| Directions |
Give the count of lines in the records that contain the string "http", and write nothing but that number.

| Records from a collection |
+ + + + +
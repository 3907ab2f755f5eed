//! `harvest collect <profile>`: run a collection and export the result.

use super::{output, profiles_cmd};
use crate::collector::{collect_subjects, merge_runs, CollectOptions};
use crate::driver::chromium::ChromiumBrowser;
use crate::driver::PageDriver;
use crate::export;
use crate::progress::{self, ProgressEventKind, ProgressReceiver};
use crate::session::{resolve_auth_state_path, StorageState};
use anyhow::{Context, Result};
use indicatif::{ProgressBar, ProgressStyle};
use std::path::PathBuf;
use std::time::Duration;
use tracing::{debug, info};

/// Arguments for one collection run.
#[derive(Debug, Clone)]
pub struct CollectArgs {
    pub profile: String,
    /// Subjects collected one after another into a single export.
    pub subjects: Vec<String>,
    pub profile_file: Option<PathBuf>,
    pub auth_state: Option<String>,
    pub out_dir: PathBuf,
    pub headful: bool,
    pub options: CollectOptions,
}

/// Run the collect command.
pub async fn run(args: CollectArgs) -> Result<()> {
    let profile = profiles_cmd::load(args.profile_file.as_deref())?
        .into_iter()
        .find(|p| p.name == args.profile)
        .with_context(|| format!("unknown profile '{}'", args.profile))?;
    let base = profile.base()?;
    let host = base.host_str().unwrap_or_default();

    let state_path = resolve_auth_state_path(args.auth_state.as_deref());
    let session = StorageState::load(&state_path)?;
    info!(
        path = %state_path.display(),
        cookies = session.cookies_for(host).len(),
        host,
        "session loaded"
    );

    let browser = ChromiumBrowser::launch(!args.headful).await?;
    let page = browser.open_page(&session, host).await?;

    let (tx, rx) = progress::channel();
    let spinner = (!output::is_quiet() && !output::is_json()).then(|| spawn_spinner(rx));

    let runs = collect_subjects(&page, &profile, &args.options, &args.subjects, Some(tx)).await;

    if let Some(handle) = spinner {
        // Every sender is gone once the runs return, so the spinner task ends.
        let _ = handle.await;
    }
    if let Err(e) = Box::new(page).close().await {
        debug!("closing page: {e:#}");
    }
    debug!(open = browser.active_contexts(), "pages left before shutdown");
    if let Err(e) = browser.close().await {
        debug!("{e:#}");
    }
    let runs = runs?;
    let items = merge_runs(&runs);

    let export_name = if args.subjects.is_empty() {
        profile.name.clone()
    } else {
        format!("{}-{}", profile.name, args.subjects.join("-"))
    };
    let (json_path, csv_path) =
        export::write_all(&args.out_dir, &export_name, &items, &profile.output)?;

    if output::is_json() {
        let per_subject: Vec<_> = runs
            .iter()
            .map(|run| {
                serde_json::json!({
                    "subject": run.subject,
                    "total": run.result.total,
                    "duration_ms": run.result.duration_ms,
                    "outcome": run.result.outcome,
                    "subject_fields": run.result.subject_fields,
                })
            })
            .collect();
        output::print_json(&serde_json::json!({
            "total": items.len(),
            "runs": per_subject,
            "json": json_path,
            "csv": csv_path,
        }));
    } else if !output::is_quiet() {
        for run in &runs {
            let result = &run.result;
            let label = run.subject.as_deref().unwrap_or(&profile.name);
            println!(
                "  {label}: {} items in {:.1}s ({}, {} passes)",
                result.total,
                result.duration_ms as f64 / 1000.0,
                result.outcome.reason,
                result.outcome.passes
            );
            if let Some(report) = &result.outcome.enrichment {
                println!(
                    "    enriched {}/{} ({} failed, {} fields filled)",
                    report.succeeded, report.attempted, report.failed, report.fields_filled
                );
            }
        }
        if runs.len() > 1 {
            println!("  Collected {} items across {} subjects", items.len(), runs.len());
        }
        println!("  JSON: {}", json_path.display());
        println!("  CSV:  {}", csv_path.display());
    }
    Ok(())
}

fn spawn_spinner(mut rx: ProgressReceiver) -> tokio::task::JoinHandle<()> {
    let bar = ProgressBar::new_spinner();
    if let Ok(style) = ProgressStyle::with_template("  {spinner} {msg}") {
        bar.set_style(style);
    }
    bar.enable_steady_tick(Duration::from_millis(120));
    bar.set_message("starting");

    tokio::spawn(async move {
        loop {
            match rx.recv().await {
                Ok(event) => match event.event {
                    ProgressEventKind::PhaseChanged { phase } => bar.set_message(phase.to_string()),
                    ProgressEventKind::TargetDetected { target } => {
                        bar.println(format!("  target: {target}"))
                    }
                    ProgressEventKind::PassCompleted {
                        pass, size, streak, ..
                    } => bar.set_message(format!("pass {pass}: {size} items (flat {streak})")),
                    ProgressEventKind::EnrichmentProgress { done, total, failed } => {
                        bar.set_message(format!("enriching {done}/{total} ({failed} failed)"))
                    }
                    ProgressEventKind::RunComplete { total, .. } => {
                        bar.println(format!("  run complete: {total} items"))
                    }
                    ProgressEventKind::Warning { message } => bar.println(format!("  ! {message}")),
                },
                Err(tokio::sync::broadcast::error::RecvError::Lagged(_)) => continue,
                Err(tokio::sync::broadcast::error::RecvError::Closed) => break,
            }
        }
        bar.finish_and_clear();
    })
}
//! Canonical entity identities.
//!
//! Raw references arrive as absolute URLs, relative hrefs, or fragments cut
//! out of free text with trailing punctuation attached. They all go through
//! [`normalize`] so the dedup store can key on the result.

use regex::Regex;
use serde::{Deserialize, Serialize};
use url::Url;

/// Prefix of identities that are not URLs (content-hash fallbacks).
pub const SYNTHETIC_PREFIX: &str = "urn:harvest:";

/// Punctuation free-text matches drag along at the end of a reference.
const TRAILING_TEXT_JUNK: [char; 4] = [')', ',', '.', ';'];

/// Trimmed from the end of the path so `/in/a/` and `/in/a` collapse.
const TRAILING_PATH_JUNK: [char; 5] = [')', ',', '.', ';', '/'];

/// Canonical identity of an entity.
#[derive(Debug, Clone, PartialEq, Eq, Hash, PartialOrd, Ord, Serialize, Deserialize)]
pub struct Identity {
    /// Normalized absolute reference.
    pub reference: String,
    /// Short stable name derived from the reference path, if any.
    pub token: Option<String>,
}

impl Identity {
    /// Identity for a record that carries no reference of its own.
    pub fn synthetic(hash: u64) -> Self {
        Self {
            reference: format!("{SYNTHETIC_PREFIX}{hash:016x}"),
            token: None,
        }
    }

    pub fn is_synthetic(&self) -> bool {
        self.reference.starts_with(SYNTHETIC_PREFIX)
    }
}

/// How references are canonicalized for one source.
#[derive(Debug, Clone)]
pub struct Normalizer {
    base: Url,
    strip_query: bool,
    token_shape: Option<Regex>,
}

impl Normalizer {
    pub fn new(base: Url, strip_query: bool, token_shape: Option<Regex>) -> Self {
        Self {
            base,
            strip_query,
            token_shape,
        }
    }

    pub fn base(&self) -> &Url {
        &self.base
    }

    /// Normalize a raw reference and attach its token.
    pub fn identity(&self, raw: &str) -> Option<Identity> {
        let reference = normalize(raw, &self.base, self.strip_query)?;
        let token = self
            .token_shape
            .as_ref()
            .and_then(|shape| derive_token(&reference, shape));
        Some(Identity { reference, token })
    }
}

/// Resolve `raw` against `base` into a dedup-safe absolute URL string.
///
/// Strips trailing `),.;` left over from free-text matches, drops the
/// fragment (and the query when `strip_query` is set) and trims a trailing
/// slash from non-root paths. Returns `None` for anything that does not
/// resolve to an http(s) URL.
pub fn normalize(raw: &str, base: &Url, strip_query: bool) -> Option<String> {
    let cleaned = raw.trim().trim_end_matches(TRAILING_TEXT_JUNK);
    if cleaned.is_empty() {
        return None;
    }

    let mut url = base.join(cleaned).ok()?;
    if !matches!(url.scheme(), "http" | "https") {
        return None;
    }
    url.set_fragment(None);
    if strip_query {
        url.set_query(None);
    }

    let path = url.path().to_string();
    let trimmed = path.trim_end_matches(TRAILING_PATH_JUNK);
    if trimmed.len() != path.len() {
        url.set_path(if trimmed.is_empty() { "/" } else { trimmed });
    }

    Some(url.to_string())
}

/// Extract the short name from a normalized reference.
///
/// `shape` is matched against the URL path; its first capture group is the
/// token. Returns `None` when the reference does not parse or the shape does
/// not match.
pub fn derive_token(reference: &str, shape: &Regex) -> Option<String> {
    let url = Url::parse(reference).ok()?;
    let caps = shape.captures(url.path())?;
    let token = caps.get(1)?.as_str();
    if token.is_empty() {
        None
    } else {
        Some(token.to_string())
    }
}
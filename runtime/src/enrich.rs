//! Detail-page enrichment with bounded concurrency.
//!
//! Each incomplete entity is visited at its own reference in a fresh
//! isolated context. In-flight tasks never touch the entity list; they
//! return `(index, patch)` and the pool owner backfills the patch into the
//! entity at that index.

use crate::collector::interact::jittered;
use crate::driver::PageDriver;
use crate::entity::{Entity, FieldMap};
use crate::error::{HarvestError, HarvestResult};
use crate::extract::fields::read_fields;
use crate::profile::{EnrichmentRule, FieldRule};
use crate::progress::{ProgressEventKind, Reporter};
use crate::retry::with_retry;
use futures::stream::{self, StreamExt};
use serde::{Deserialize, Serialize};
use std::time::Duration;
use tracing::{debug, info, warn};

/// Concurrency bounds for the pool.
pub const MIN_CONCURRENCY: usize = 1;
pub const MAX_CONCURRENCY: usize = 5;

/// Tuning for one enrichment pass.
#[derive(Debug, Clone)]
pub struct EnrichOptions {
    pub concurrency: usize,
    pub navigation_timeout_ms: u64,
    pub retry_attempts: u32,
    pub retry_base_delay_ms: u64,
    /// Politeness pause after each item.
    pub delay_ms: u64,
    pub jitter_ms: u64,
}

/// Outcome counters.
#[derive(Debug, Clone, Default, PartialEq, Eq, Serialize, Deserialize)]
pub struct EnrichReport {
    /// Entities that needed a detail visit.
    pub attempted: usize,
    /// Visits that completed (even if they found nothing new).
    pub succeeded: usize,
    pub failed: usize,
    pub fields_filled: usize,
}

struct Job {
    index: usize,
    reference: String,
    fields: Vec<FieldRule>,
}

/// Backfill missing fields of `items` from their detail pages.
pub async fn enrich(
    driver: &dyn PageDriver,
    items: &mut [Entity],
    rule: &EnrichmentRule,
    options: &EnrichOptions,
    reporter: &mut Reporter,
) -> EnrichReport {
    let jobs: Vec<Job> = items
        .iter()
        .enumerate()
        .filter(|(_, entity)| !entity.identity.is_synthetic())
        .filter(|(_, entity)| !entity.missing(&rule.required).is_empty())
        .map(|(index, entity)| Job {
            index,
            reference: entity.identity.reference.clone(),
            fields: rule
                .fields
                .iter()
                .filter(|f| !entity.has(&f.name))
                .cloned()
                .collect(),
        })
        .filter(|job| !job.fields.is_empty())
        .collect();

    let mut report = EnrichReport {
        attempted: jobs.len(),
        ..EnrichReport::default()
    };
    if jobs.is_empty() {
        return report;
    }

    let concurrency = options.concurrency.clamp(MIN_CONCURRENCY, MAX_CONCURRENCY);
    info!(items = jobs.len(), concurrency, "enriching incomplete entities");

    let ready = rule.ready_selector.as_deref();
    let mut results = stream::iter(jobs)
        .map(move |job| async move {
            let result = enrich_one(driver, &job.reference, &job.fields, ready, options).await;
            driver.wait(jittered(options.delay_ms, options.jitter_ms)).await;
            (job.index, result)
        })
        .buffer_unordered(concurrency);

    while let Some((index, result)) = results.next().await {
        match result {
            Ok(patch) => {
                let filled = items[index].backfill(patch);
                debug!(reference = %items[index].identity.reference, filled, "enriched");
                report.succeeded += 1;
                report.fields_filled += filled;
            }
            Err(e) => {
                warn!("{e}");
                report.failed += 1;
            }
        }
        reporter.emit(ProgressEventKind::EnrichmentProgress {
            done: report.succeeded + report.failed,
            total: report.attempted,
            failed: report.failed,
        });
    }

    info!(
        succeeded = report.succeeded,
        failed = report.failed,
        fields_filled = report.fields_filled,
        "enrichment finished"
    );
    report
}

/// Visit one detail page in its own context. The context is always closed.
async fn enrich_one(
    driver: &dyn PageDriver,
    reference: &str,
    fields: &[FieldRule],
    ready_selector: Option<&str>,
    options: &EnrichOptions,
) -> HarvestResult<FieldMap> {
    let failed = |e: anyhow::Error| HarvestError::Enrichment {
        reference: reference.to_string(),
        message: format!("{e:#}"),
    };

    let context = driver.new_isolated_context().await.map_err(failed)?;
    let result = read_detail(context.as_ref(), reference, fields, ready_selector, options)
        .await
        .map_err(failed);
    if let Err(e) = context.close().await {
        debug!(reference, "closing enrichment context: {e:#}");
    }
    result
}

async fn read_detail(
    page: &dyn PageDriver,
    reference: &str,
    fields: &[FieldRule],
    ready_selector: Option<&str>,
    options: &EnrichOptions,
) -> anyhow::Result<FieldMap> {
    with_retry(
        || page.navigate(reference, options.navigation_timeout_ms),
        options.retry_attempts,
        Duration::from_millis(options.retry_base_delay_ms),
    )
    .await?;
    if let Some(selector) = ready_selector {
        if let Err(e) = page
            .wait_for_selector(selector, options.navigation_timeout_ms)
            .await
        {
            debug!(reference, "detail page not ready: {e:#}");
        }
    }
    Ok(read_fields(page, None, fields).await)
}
+ + + + +
| Task output |
2